● WHAT THE EXERCISE ASKS
Go through the listing below from its first line and repeat each line exactly, ending at the line containing "articles with elision" and including it.

● DATA FOR PROCESSING
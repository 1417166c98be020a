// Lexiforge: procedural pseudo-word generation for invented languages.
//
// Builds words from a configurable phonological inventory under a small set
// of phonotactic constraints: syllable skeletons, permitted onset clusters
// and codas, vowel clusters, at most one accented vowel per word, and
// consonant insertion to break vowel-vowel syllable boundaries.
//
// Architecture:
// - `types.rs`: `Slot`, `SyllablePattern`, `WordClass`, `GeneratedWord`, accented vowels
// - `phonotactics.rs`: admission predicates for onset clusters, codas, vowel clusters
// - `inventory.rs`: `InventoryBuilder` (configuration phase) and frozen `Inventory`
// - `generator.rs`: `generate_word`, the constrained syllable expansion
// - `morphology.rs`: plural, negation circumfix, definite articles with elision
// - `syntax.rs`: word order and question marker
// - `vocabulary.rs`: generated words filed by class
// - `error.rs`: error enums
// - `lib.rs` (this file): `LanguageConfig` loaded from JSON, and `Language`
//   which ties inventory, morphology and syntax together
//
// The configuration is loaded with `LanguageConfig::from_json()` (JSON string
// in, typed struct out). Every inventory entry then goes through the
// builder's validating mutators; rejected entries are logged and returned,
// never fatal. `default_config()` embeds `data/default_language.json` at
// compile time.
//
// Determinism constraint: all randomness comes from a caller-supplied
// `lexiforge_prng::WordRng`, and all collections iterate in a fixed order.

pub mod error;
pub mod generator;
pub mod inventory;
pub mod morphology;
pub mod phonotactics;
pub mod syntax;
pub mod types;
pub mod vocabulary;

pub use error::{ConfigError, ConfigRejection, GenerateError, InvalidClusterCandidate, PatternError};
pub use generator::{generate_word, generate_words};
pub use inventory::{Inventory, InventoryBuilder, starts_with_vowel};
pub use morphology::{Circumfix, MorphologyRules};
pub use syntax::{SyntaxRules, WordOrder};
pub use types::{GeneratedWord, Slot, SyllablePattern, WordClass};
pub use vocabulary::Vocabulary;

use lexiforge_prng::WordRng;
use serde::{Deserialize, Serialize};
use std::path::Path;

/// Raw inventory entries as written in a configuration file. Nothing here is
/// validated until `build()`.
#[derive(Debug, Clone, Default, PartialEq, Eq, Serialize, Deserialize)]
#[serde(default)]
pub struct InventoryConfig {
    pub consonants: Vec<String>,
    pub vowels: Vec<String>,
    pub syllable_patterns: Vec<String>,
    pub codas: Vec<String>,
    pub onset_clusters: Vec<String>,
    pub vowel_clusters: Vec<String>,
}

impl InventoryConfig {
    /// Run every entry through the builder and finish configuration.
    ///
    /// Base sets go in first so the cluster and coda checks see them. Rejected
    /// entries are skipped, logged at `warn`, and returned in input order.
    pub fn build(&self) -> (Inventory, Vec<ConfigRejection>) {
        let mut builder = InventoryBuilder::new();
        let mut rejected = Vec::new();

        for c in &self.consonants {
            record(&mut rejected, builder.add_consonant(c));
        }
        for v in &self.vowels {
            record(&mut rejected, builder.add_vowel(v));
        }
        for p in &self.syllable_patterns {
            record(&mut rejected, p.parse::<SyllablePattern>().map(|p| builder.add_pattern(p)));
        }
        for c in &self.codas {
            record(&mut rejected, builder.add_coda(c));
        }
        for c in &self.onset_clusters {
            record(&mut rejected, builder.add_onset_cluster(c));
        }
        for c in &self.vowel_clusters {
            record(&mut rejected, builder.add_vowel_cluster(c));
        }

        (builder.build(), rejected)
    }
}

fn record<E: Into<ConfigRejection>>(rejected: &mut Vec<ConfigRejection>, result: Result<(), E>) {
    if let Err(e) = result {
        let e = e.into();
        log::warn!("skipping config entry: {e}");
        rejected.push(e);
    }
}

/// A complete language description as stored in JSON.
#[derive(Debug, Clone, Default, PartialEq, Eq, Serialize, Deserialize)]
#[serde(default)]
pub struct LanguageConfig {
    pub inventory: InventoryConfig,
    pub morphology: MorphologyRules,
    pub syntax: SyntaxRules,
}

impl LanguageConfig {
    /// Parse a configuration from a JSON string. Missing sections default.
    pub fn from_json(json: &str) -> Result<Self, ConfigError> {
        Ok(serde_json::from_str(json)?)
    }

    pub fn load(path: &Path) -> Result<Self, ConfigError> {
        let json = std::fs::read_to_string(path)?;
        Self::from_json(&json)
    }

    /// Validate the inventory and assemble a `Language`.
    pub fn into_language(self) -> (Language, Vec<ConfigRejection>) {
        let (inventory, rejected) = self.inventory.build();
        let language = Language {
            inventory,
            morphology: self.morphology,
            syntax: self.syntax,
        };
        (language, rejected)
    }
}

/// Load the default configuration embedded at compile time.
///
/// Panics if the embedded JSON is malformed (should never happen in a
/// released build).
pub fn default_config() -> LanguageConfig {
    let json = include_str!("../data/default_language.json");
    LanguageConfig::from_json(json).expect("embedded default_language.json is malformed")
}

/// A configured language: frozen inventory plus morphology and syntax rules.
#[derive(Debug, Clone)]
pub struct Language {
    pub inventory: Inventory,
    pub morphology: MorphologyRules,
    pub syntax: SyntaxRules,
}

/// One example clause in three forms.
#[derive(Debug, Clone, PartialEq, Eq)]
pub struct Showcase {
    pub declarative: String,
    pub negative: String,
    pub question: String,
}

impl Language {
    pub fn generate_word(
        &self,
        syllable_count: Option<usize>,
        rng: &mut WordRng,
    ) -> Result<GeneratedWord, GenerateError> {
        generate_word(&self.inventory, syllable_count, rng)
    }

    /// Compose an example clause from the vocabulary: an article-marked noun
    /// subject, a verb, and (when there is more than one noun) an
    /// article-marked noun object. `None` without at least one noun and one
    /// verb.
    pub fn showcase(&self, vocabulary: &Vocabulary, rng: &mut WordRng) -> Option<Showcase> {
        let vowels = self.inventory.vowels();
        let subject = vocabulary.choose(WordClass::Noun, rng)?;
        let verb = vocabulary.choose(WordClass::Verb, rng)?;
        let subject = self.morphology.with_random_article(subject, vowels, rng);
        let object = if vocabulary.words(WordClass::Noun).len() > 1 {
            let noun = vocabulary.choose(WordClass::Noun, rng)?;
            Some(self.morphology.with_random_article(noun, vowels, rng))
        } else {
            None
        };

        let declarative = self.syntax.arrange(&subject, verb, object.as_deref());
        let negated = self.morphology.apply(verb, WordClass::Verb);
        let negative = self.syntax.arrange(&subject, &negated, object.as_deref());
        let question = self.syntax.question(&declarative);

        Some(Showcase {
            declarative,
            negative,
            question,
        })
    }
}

● SOLUTION TO THIS TASK
repository 1417166c98be020a
// Lexiforge: procedural pseudo-word generation for invented languages.
//
// Builds words from a configurable phonological inventory under a small set
// of phonotactic constraints: syllable skeletons, permitted onset clusters
// and codas, vowel clusters, at most one accented vowel per word, and
// consonant insertion to break vowel-vowel syllable boundaries.
//
// Architecture:
// - `types.rs`: `Slot`, `SyllablePattern`, `WordClass`, `GeneratedWord`, accented vowels
// - `phonotactics.rs`: admission predicates for onset clusters, codas, vowel clusters
// - `inventory.rs`: `InventoryBuilder` (configuration phase) and frozen `Inventory`
// - `generator.rs`: `generate_word`, the constrained syllable expansion
// - `morphology.rs`: plural, negation circumfix, definite articles with elision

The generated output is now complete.